> [PROBLEM DETAILS]: Retype the records exactly, with nothing added or dropped.

> [RECORDS FOR THIS TASK]:
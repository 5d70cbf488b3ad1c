//! Payload deserializers
//!
//! Each payload format turns raw bytes into a JSON document that
//! substitution paths can address. Non-JSON formats wrap their content
//! under a `message` key.

use serde_json::{json, Value};

use super::error::ProcessingError;
use crate::mapping::MappingType;

/// Key under which wrapped payloads are placed
pub const MESSAGE_KEY: &str = "message";

/// Turns raw payload bytes into a document
pub trait PayloadDeserializer: Send + Sync {
    fn deserialize(&self, raw: &[u8]) -> Result<Value, ProcessingError>;
}

/// Payload is a JSON document
#[derive(Debug, Default, Clone, Copy)]
pub struct JsonDeserializer;

impl PayloadDeserializer for JsonDeserializer {
    fn deserialize(&self, raw: &[u8]) -> Result<Value, ProcessingError> {
        serde_json::from_slice(raw).map_err(|e| ProcessingError::Deserialize(e.to_string()))
    }
}

/// Payload is UTF-8 text, e.g. a CSV line
#[derive(Debug, Default, Clone, Copy)]
pub struct FlatFileDeserializer;

impl PayloadDeserializer for FlatFileDeserializer {
    fn deserialize(&self, raw: &[u8]) -> Result<Value, ProcessingError> {
        let text = std::str::from_utf8(raw)
            .map_err(|e| ProcessingError::Deserialize(format!("invalid UTF-8: {}", e)))?;
        Ok(json!({ MESSAGE_KEY: text }))
    }
}

/// Payload is binary, exposed as a lowercase hex string
#[derive(Debug, Default, Clone, Copy)]
pub struct HexDeserializer;

impl PayloadDeserializer for HexDeserializer {
    fn deserialize(&self, raw: &[u8]) -> Result<Value, ProcessingError> {
        Ok(json!({ MESSAGE_KEY: hex::encode(raw) }))
    }
}

/// Built-in deserializer for a payload format.
/// Extension mappings have none; their extractor reads the raw payload.
pub fn for_type(mapping_type: MappingType) -> Option<&'static dyn PayloadDeserializer> {
    match mapping_type {
        MappingType::Json => Some(&JsonDeserializer),
        MappingType::FlatFile => Some(&FlatFileDeserializer),
        MappingType::Hex | MappingType::GenericBinary => Some(&HexDeserializer),
        MappingType::ProcessorExtension => None,
    }
}

#[cfg(test)]
mod tests {
    use super::*;

    #[test]
    fn test_json() {
        let doc = JsonDeserializer.deserialize(br#"{"a":[1,2]}"#).unwrap();
        assert_eq!(doc, json!({"a": [1, 2]}));
        assert!(matches!(
            JsonDeserializer.deserialize(b"{oops"),
            Err(ProcessingError::Deserialize(_))
        ));
    }

    #[test]
    fn test_flat_file() {
        let doc = FlatFileDeserializer.deserialize(b"100,temp,21.5").unwrap();
        assert_eq!(doc, json!({"message": "100,temp,21.5"}));
        assert!(FlatFileDeserializer.deserialize(&[0xff, 0xfe]).is_err());
    }

    #[test]
    fn test_hex() {
        let doc = HexDeserializer.deserialize(&[0x0a, 0xff, 0x10]).unwrap();
        assert_eq!(doc, json!({"message": "0aff10"}));
    }

    #[test]
    fn test_for_type() {
        assert!(for_type(MappingType::GenericBinary).is_some());
        assert!(for_type(MappingType::ProcessorExtension).is_none());
    }
}
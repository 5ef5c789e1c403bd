fn main() {
    match learntest_cli::run() {
        Ok(code) => std::process::exit(code),
        Err(e) => {
            eprintln!("Error: {:#}", e);
            std::process::exit(learntest_cli::exit_code_for_error(&e));
        }
    }
}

> [SOLUTION]:
repository 5d70cbf488b3ad1c
//! Payload deserializers
//!
//! Each payload format turns raw bytes into a JSON document that
//! substitution paths can address. Non-JSON formats wrap their content
//! under a `message` key.

use serde_json::{json, Value};

use super::error::ProcessingError;
use crate::mapping::MappingType;

/// Key under which wrapped payloads are placed
pub const MESSAGE_KEY: &str = "message";

/// Turns raw payload bytes into a document
pub trait PayloadDeserializer: Send + Sync {
    fn deserialize(&self, raw: &[u8]) -> Result<Value, ProcessingError>;
}

/// Payload is a JSON document
#[derive(Debug, Default, Clone, Copy)]
pub struct JsonDeserializer;

impl PayloadDeserializer for JsonDeserializer {
    fn deserialize(&self, raw: &[u8]) -> Result<Value, ProcessingError> {
        serde_json::from_slice(raw).map_err(|e| ProcessingError::Deserialize(e.to_string()))
    }
}

/// Payload is UTF-8 text, e.g. a CSV line
#[derive(Debug, Default, Clone, Copy)]
pub struct FlatFileDeserializer;

impl PayloadDeserializer for FlatFileDeserializer {
    fn deserialize(&self, raw: &[u8]) -> Result<Value, ProcessingError> {
        let text = std::str::from_utf8(raw)
            .map_err(|e| ProcessingError::Deserialize(format!("invalid UTF-8: {}", e)))?;
        Ok(json!({ MESSAGE_KEY: text }))
    }
}

/// Payload is binary, exposed as a lowercase hex string
#[derive(Debug, Default, Clone, Copy)]
pub struct HexDeserializer;

impl PayloadDeserializer for HexDeserializer {
    fn deserialize(&self, raw: &[u8]) -> Result<Value, ProcessingError> {
        Ok(json!({ MESSAGE_KEY: hex::encode(raw) }))
    }
}

/// Built-in deserializer for a payload format.
/// Extension mappings have none; their extractor reads the raw payload.
pub fn for_type(mapping_type: MappingType) -> Option<&'static dyn PayloadDeserializer> {
    match mapping_type {
        MappingType::Json => Some(&JsonDeserializer),
        MappingType::FlatFile => Some(&FlatFileDeserializer),
        MappingType::Hex | MappingType::GenericBinary => Some(&HexDeserializer),
        MappingType::ProcessorExtension => None,
    }
}

#[cfg(test)]
mod tests {
    use super::*;

    #[test]
    fn test_json() {
        let doc = JsonDeserializer.deserialize(br#"{"a":[1,2]}"#).unwrap();
        assert_eq!(doc, json!({"a": [1, 2]}));
        assert!(matches!(
            JsonDeserializer.deserialize(b"{oops"),
            Err(ProcessingError::Deserialize(_))
        ));
    }

    #[test]
    fn test_flat_file() {
        let doc = FlatFileDeserializer.deserialize(b"100,temp,21.5").unwrap();
        assert_eq!(doc, json!({"message": "100,temp,21.5"}));
        assert!(FlatFileDeserializer.deserialize(&[0xff, 0xfe]).is_err());
    }

    #[test]
    fn test_hex() {
        let doc = HexDeserializer.deserialize(&[0x0a, 0xff, 0x10]).unwrap();
        assert_eq!(doc, json!({"message": "0aff10"}));
    }

    #[test]
    fn test_for_type() {
        assert!(for_type(MappingType::GenericBinary).is_some());
        assert!(for_type(MappingType::ProcessorExtension).is_none());
    }
}
repository 5ef5c789e1c403bd
fn main() {
    match learntest_cli::run() {
        Ok(code) => std::process::exit(code),
        Err(e) => {
            eprintln!("Error: {:#}", e);
            std::process::exit(learntest_cli::exit_code_for_error(&e));
        }
    }
}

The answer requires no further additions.